What the task requires
Which lines of the entries contain the string "contains"? Please find them and copy them.

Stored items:
□ □ □ □ □ □ □

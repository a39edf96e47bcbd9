//! # livelint
//!
//! Near-real-time static analysis for code typed into an editor.
//!
//! The pipeline has four parts:
//!
//! - [`analyzers`]: one [`Analyzer`] per language (TypeScript, Python, Go,
//!   Dart, C++) that drives the language's own tooling and normalizes its
//!   output into [`Diagnostic`]s.
//! - [`dispatch`]: the [`Dispatcher`] validates a request, picks the analyzer,
//!   times it, and turns every failure into an [`AnalysisResult`].
//! - [`server`] (feature `server`): an HTTP service with a token-authenticated
//!   WebSocket endpoint speaking the [`protocol`].
//! - [`client`] (feature `client`): a [`LiveSession`](client::LiveSession)
//!   plus an [`EditDebouncer`](client::EditDebouncer) that turns edits into
//!   requests and keeps only the latest result.
//!
//! ## Quick Start
//!
//! ```rust,no_run
//! use livelint::{AnalyzeRequest, Dispatcher};
//! use livelint::config::AnalysisConfig;
//!
//! # async fn demo() {
//! let dispatcher = Dispatcher::from_config(&AnalysisConfig::default());
//! let result = dispatcher
//!     .dispatch(&AnalyzeRequest::new("python", "def greet(name)\n    pass\n"))
//!     .await;
//!
//! for diagnostic in result.diagnostics() {
//!     println!("{}", diagnostic);
//! }
//! # }
//! ```
//!
//! ## Configuration
//!
//! Server and analyzer settings load from JSON, YAML or TOML:
//!
//! ```toml
//! [server]
//! port = 8080
//!
//! [auth]
//! mode = "static"
//! tokens = { "dev-token" = "developer" }
//!
//! [analysis]
//! timeout_ms = 10000
//!
//! [analysis.cpp]
//! compiler = "clang++"
//! ```

#![warn(missing_docs)]
#![warn(clippy::all)]

pub mod analyzers;
pub mod config;
pub mod dispatch;
pub mod formatters;
pub mod protocol;
pub mod types;

#[cfg(feature = "client")]
pub mod client;

#[cfg(feature = "server")]
pub mod server;

// Re-export main types and functions
pub use analyzers::{Analyzer, AnalyzerRegistry};
pub use config::ServerConfig;
pub use dispatch::Dispatcher;
pub use types::{
    AnalysisResult, AnalyzeRequest, AnalyzerError, AuthError, Diagnostic, Language,
    LivelintError, Result, Severity,
};

/// Library version
pub const VERSION: &str = env!("CARGO_PKG_VERSION");

/// Get the library version
pub fn version() -> &'static str {
    VERSION
}

#[cfg(test)]
mod tests {
    use super::*;

    #[test]
    fn test_version() {
        assert!(!version().is_empty());
    }
}
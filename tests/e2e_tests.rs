#![cfg(feature = "cli")]

//! End-to-end tests for the livelint CLI binary

use std::path::{Path, PathBuf};
use std::process::Command;

/// Get the path to the compiled binary
fn binary_path() -> PathBuf {
    let mut path = std::env::current_exe()
        .unwrap()
        .parent()
        .unwrap()
        .parent()
        .unwrap()
        .to_path_buf();
    path.push("livelint");
    path
}

/// Run livelint in `dir` and return (exit_code, stdout, stderr)
fn run_livelint(dir: &Path, args: &[&str]) -> (i32, String, String) {
    let output = Command::new(binary_path())
        .current_dir(dir)
        .args(args)
        .arg("--no-color")
        .env_remove("LIVELINT_MOCK_ANALYZERS")
        .env_remove("LIVELINT_ANALYSIS_TIMEOUT_MS")
        .output()
        .expect("Failed to execute livelint binary");

    let code = output.status.code().unwrap_or(-1);
    let stdout = String::from_utf8_lossy(&output.stdout).to_string();
    let stderr = String::from_utf8_lossy(&output.stderr).to_string();
    (code, stdout, stderr)
}

#[test]
fn test_cli_version() {
    let dir = tempfile::tempdir().unwrap();
    let (code, stdout, _stderr) = run_livelint(dir.path(), &["--version"]);
    assert_eq!(code, 0, "--version should exit 0");
    assert!(stdout.contains(env!("CARGO_PKG_VERSION")));
}

#[test]
fn test_cli_languages() {
    let dir = tempfile::tempdir().unwrap();
    let (code, stdout, _stderr) = run_livelint(dir.path(), &["languages"]);
    assert_eq!(code, 0);
    for id in ["typescript", "python", "go", "dart", "cpp"] {
        assert!(stdout.contains(id), "missing {} in:\n{}", id, stdout);
    }
}

#[test]
fn test_cli_languages_honors_config() {
    let dir = tempfile::tempdir().unwrap();
    std::fs::write(
        dir.path().join("livelint.toml"),
        "[analysis]\ndisabled_languages = [\"dart\"]\n",
    )
    .unwrap();

    let (code, stdout, _stderr) = run_livelint(dir.path(), &["languages"]);
    assert_eq!(code, 0);
    let dart = stdout.lines().find(|l| l.starts_with("dart")).unwrap();
    assert!(dart.contains("disabled"), "{}", dart);
}

#[test]
fn test_cli_samples() {
    let dir = tempfile::tempdir().unwrap();
    let (code, stdout, _stderr) = run_livelint(dir.path(), &["samples", "python"]);
    assert_eq!(code, 0);
    assert!(stdout.starts_with("def greet(name)"));

    let (code, _stdout, stderr) = run_livelint(dir.path(), &["samples", "cobol"]);
    assert_eq!(code, 1);
    assert!(stderr.contains("Unsupported language: cobol"));
}

#[test]
fn test_cli_analyze_mock() {
    let dir = tempfile::tempdir().unwrap();
    std::fs::write(dir.path().join("main.py"), "print('hi')\n").unwrap();

    let (code, stdout, _stderr) = run_livelint(dir.path(), &["analyze", "main.py", "--mock"]);
    assert_eq!(code, 0, "warnings alone should exit 0:\n{}", stdout);
    assert!(stdout.contains("main.py:1:1: warning: Mock error for python (testing mode)"));
    assert!(stdout.contains("0 error(s), 1 warning(s)"));
}

#[test]
fn test_cli_analyze_json() {
    let dir = tempfile::tempdir().unwrap();
    std::fs::write(dir.path().join("main.go"), "package main\n").unwrap();

    let (code, stdout, _stderr) = run_livelint(
        dir.path(),
        &["analyze", "main.go", "--mock", "--output-format", "json"],
    );
    assert_eq!(code, 0);
    let value: serde_json::Value = serde_json::from_str(&stdout).unwrap();
    assert_eq!(value["language"], "go");
    assert_eq!(value["diagnostics"][0]["severity"], "warning");
}

#[test]
fn test_cli_analyze_unsupported_language() {
    let dir = tempfile::tempdir().unwrap();
    std::fs::write(dir.path().join("hello.cbl"), "DISPLAY 'HI'.\n").unwrap();

    let (code, stdout, _stderr) = run_livelint(
        dir.path(),
        &["analyze", "hello.cbl", "--language", "cobol", "--mock"],
    );
    assert_eq!(code, 1);
    assert!(stdout.contains("Unsupported language: cobol"), "{}", stdout);
}

#[test]
fn test_cli_analyze_unknown_extension_needs_language() {
    let dir = tempfile::tempdir().unwrap();
    std::fs::write(dir.path().join("notes.txt"), "hello\n").unwrap();

    let (code, _stdout, stderr) = run_livelint(dir.path(), &["analyze", "notes.txt", "--mock"]);
    assert_eq!(code, 1);
    assert!(stderr.contains("--language"), "{}", stderr);
}

#[test]
fn test_cli_analyze_empty_file() {
    let dir = tempfile::tempdir().unwrap();
    std::fs::write(dir.path().join("empty.ts"), "  \n").unwrap();

    let (code, stdout, _stderr) = run_livelint(dir.path(), &["analyze", "empty.ts", "--mock"]);
    assert_eq!(code, 1, "the no-code diagnostic is an error");
    assert!(stdout.contains("No code provided"));
}

#[test]
fn test_cli_analyze_missing_file() {
    let dir = tempfile::tempdir().unwrap();
    let (code, _stdout, stderr) = run_livelint(dir.path(), &["analyze", "absent.py", "--mock"]);
    assert_eq!(code, 1);
    assert!(stderr.contains("absent.py"));
}

#[cfg(feature = "server")]
#[tokio::test]
async fn test_cli_watch_once_against_live_server() {
    use livelint::config::{AnalysisConfig, RateLimitConfig};
    use livelint::server::{AppState, StaticTokenVerifier, serve};
    use std::sync::Arc;
    use std::time::Duration;

    let dispatcher = livelint::Dispatcher::from_config(&AnalysisConfig {
        mock: true,
        ..Default::default()
    });
    let verifier = Arc::new(StaticTokenVerifier::default().with_token("dev-token", "developer"));
    let state = AppState::new(dispatcher, verifier, &RateLimitConfig::default()).unwrap();
    let listener = tokio::net::TcpListener::bind("127.0.0.1:0").await.unwrap();
    let addr = listener.local_addr().unwrap();
    tokio::spawn(serve(listener, state, std::future::pending()));

    let dir = tempfile::tempdir().unwrap();
    std::fs::write(dir.path().join("main.dart"), "void main() {}\n").unwrap();

    let server = format!("ws://{}", addr);
    let child = tokio::process::Command::new(binary_path())
        .current_dir(dir.path())
        .args([
            "watch",
            "main.dart",
            "--server",
            server.as_str(),
            "--token",
            "dev-token",
            "--quiet-period-ms",
            "10",
            "--once",
            "--no-color",
        ])
        .kill_on_drop(true)
        .output();
    let output = tokio::time::timeout(Duration::from_secs(20), child)
        .await
        .expect("watch --once should exit after the first result")
        .unwrap();

    let stdout = String::from_utf8_lossy(&output.stdout);
    assert!(output.status.success(), "{}", stdout);
    assert!(stdout.contains("Mock error for dart (testing mode)"), "{}", stdout);
}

□ □ □ □ □ □ □

Task answer
    assert!(stdout.contains(env!("CARGO_PKG_VERSION")));
        assert!(stdout.contains(id), "missing {} in:\n{}", id, stdout);
    assert!(dart.contains("disabled"), "{}", dart);
    assert!(stderr.contains("Unsupported language: cobol"));
    assert!(stdout.contains("main.py:1:1: warning: Mock error for python (testing mode)"));
    assert!(stdout.contains("0 error(s), 1 warning(s)"));
    assert!(stdout.contains("Unsupported language: cobol"), "{}", stdout);
    assert!(stderr.contains("--language"), "{}", stderr);
    assert!(stdout.contains("No code provided"));
    assert!(stderr.contains("absent.py"));
    assert!(stdout.contains("Mock error for dart (testing mode)"), "{}", stdout);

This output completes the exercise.